Our everyday visual experience – including your ability to read this text – is dominated by signaling in the fovea. The first step in our high definition foveal vision occurs in the cone photoreceptors that are tightly packed in a hexagonal lattice forming an array of fine pixels. Such an arrangement together with the unusual morphology of foveal cones and downstream retinal circuitry is key for the high spatial and chromatic resolution attributed to our foveal/central vision. Even though, the anatomical specializations of foveal cones have been known for almost a century, our knowledge about their functional specializations is almost lacking. Our lab is interested in understanding i) the functional properties of foveal cones and differences across retinal locations and ii) specialization of the phototransduction cascade in the fovea. Our recent work (Sinha et al. Cell 2017) provided the first insight into how foveal cones operate at a cellular level and to our surprise, we found that their functional responses to light are unique and quite distinct from cones in other locations in the retina. The goal is to build on this initial observation and characterize the functional specialization of foveal cones at an unprecedented resolution from single molecules to cellular function and then use this in vivo information as a baseline for testing cone function in human stem cell-derived retina.
Functional diversity of retinal neurons
Vision involves the simultaneous processing of multiple aspects of the incident light, for example, the intensity, spectrum, and spatial location of photons. At the earliest stage of visual processing, each point in space is sampled by a handful of retinal neurons that must convey every aspect of the light stimuli necessary for a meaningful interpretation of the environment. One possible mechanism for processing multiple features involves parsing and processing information across separate channels. This begins at the level of photoreceptors (rods and cones) and is further enriched at the level of second-order neurons (bipolar cells > 10 types). Such parallel visual processing is best exemplified in the retinal output neurons (ganglion cells) which have recently been classified into >30 types each of which perform a defined neural computation eg. direction selectivity. Our lab is interested in studying distinct computations in mammalian retina and identifying novel ones in retinal specializations such as the fovea. This will be important for engineering of prosthetics that can better mimic the retina since vision restoration following retinal disease requires a deeper understanding of how the retina processes information
Synaptic and circuit mechanisms shaping retinal function
An emerging theme from work on non-primate model systems is the complexity of retinal computations carried out by retinal output neurons called ganglion cells (Wei et al., 2011; Munch et al., 2009). Most of these computations rely on synaptic and circuit mechanisms (Jadzinsky and Baccus, 2013; Demb and Singer, 2015). Thus, a key question about our vision is whether such mechanisms provide a similar diversity of signaling properties in the retina. To understand how each retinal output neuron is specialized we need to have a deeper knowledge of i) the properties of the synaptic inputs and how they are integrated (synaptic integration) by the retinal output neuron to produce a meaningful response to a stimulus and ii) how they are connected within the circuit. While extensive work in non-primate retinas has illustrated the importance of synaptic integration in retinal computations such as direction selectivity, orientation selectivity and others (Jadzinsky and Baccus, 2013), our recent study illustrates how synaptic integration can differ markedly for a given neural circuit, such as the midget pathway, between foveal and peripheral retina (Sinha et al. 2017). This signifies the importance of studying the diversity of circuit and synaptic mechanisms across visual pathways and their anatomical organization in primate retina to better understand the structure and function of the human retina. Our research focuses on three of the following mechanisms that shape retinal output:
a) Synaptic integration: Integration of excitatory and inhibitory signals shapes neural responses in most sensory and cortical circuits. What are the properties of excitatory and inhibitory inputs across diverse types of retinal ganglion cells.

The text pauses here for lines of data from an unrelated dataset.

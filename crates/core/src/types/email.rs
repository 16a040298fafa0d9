//! Email address type.

use core::fmt;

use serde::{Deserialize, Serialize};

/// Errors that can occur when parsing an [`Email`].
#[derive(thiserror::Error, Debug, Clone)]
pub enum EmailError {
    /// The input string is empty.
    #[error("email cannot be empty")]
    Empty,
    /// The input string is too long.
    #[error("email must be at most {max} characters")]
    TooLong {
        /// Maximum allowed length.
        max: usize,
    },
    /// The input does not contain an @ symbol.
    #[error("email must contain an @ symbol")]
    MissingAtSymbol,
    /// The local part (before @) is empty.
    #[error("email local part cannot be empty")]
    EmptyLocalPart,
    /// The domain part (after @) is empty.
    #[error("email domain cannot be empty")]
    EmptyDomain,
}

/// An email address.
///
/// This type provides basic validation for email addresses, ensuring they
/// have a valid structure with a local part and domain separated by an @ symbol.
///
/// ## Constraints
///
/// - Length: 1-254 characters (RFC 5321 limit)
/// - Must contain an @ symbol
/// - Local part (before @) must not be empty
/// - Domain part (after @) must not be empty
///
/// ## Examples
///
/// ```
/// use sandbar_core::Email;
///
/// assert!(Email::parse("shopper@example.com").is_ok());
/// assert!(Email::parse("no-at-symbol").is_err());
/// ```
#[derive(Debug, Clone, Serialize, Deserialize, PartialEq, Eq, Hash)]
#[serde(transparent)]
pub struct Email(String);

impl Email {
    /// Maximum length of an email address (RFC 5321).
    pub const MAX_LENGTH: usize = 254;

    /// Parse an `Email` from a string.
    ///
    /// # Errors
    ///
    /// Returns an error if the input:
    /// - Is empty
    /// - Is longer than 254 characters
    /// - Does not contain an @ symbol
    /// - Has an empty local part or domain
    pub fn parse(s: &str) -> Result<Self, EmailError> {
        if s.is_empty() {
            return Err(EmailError::Empty);
        }

        if s.len() > Self::MAX_LENGTH {
            return Err(EmailError::TooLong {
                max: Self::MAX_LENGTH,
            });
        }

        let at_pos = s.find('@').ok_or(EmailError::MissingAtSymbol)?;

        if at_pos == 0 {
            return Err(EmailError::EmptyLocalPart);
        }

        if at_pos == s.len() - 1 {
            return Err(EmailError::EmptyDomain);
        }

        Ok(Self(s.to_owned()))
    }

    /// Returns the email address as a string slice.
    #[must_use]
    pub fn as_str(&self) -> &str {
        &self.0
    }

    /// Consumes the `Email` and returns its inner string.
    #[must_use]
    pub fn into_inner(self) -> String {
        self.0
    }
}

impl fmt::Display for Email {
    fn fmt(&self, f: &mut fmt::Formatter<'_>) -> fmt::Result {
        write!(f, "{}", self.0)
    }
}

impl std::str::FromStr for Email {
    type Err = EmailError;

    fn from_str(s: &str) -> Result<Self, Self::Err> {
        Self::parse(s)
    }
}

impl AsRef<str> for Email {
    fn as_ref(&self) -> &str {
        &self.0
    }
}
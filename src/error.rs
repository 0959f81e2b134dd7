use std::time::Duration;

/// A session to the database could not be established
#[derive(thiserror::Error, Debug)]
pub enum ConnectionError {
    #[error("Database connect error: {0}")]
    Database(#[from] sqlx::Error),

    #[error("Transport error: {0}")]
    Transport(String),
}

/// A query failed on an established session
#[derive(thiserror::Error, Debug)]
pub enum QueryError {
    #[error("Query error: {0}")]
    Database(#[from] sqlx::Error),

    #[error("Transport error: {0}")]
    Transport(String),
}

/// A session did not shut down cleanly
#[derive(thiserror::Error, Debug)]
pub enum CloseError {
    #[error("Close error: {0}")]
    Database(#[from] sqlx::Error),

    #[error("Transport error: {0}")]
    Transport(String),
}

/// Pool construction failed; no pool is handed to the caller
#[derive(thiserror::Error, Debug)]
pub enum PoolInitError {
    #[error("Pool capacity must be at least 1")]
    ZeroCapacity,

    #[error("Failed to open pool slot {slot}: {source}")]
    Connect {
        slot: usize,
        #[source]
        source: ConnectionError,
    },
}

/// Errors from the optional bounded acquire path
#[derive(thiserror::Error, Debug, PartialEq, Eq)]
pub enum PoolError {
    #[error("Timed out after {0:?} waiting for an idle connection")]
    AcquireTimeout(Duration),
}
use std::{
    fmt,
    sync::Arc,
    time::{Duration, Instant},
};

use crate::{
    config::DbConfig,
    db::{Connection, ConnectionFactory, Pool},
};

/// How queries reached the database during a run
#[derive(Debug, Clone, Copy, PartialEq, Eq)]
pub enum BenchKind {
    Pooled { pool_size: usize },
    Unpooled,
}

/// Outcome of one benchmark run
#[derive(Debug, Clone)]
pub struct BenchReport {
    pub kind: BenchKind,
    pub queries: usize,
    pub failures: usize,
    pub elapsed: Duration,
}

impl fmt::Display for BenchReport {
    fn fmt(&self, f: &mut fmt::Formatter<'_>) -> fmt::Result {
        match self.kind {
            BenchKind::Pooled { pool_size } => write!(f, "pooled: pool size {}, ", pool_size)?,
            BenchKind::Unpooled => write!(f, "unpooled: ")?,
        }
        write!(f, "queries {}, time {:?}", self.queries, self.elapsed)?;
        if self.failures > 0 {
            write!(f, ", failures {}", self.failures)?;
        }
        Ok(())
    }
}

/// Runs `queries` concurrent tasks that each borrow a connection from `pool`
///
/// Every task acquires, executes `query` once, and releases. A failed query
/// or a panicked task is logged and counted; its connection still goes back
/// to the pool.
pub async fn run_pooled<C: Connection>(
    pool: Arc<Pool<C>>,
    queries: usize,
    query: &str,
) -> BenchReport {
    let query: Arc<str> = Arc::from(query);
    let start = Instant::now();

    let mut tasks = Vec::with_capacity(queries);
    for _ in 0..queries {
        let pool = Arc::clone(&pool);
        let query = Arc::clone(&query);
        let task = tokio::spawn(async move {
            // The guard hands the connection back even if this task panics
            let mut conn = pool.get().await;
            let result = conn.execute(&query).await;
            drop(conn);
            result
        });
        tasks.push(task);
    }

    let mut failures = 0;
    for task in tasks {
        match task.await {
            Ok(Ok(_)) => {}
            Ok(Err(e)) => {
                tracing::error!(error = %e, "Pooled query failed");
                failures += 1;
            }
            Err(e) => {
                tracing::error!(error = %e, "Task join error");
                failures += 1;
            }
        }
    }

    let report = BenchReport {
        kind: BenchKind::Pooled {
            pool_size: pool.size(),
        },
        queries,
        failures,
        elapsed: start.elapsed(),
    };
    tracing::info!(
        pool_size = pool.size(),
        queries,
        failures,
        elapsed = ?report.elapsed,
        "Pooled benchmark finished"
    );
    report
}

/// Runs `queries` queries, each on a freshly opened and closed session
///
/// Sessions are opened one after another so the server's own connection
/// limit is never the bottleneck being measured.
pub async fn run_unpooled<F>(
    factory: &F,
    config: &DbConfig,
    queries: usize,
    query: &str,
) -> BenchReport
where
    F: ConnectionFactory + ?Sized,
{
    let start = Instant::now();
    let mut failures = 0;

    for _ in 0..queries {
        let mut conn = match factory.connect(config).await {
            Ok(conn) => conn,
            Err(e) => {
                tracing::error!(error = %e, "Unpooled connect failed");
                failures += 1;
                continue;
            }
        };

        if let Err(e) = conn.execute(query).await {
            tracing::error!(error = %e, "Unpooled query failed");
            failures += 1;
        }

        if let Err(e) = conn.close().await {
            tracing::warn!(error = %e, "Unpooled close failed");
        }
    }

    let report = BenchReport {
        kind: BenchKind::Unpooled,
        queries,
        failures,
        elapsed: start.elapsed(),
    };
    tracing::info!(
        queries,
        failures,
        elapsed = ?report.elapsed,
        "Unpooled benchmark finished"
    );
    report
}

#[cfg(test)]
mod tests {
    use super::*;

    #[test]
    fn test_report_display_pooled() {
        let report = BenchReport {
            kind: BenchKind::Pooled { pool_size: 10 },
            queries: 1000,
            failures: 0,
            elapsed: Duration::from_millis(1500),
        };
        assert_eq!(
            report.to_string(),
            "pooled: pool size 10, queries 1000, time 1.5s"
        );
    }

    #[test]
    fn test_report_display_with_failures() {
        let report = BenchReport {
            kind: BenchKind::Unpooled,
            queries: 10,
            failures: 3,
            elapsed: Duration::from_millis(20),
        };
        assert_eq!(
            report.to_string(),
            "unpooled: queries 10, time 20ms, failures 3"
        );
    }
}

b) Presynaptic inhibition: Presynaptic inhibition plays a key role in regulating neurotransmitter release from the axon terminal and hence controlling the input-output properties of the synapse. But it has been difficult to isolate its contribution from postsynaptic inhibition in most neural circuits and study its impact on circuit output. We are using genetic strategies to selectively perturb presynaptic inhibition and determine how it shapes bipolar to ganglion cell signaling.
c) Circuit and synaptic organization of retina. Understanding vision requires unraveling the circuit-level organization of the mammalian retina. Achieving this goal requires a detailed knowledge of the anatomical/synaptic connections between retinal neurons . To determine detailed synaptic connectivity, we are collaborating to perform serial electron microscopic (EM) reconstructions of retinal sections.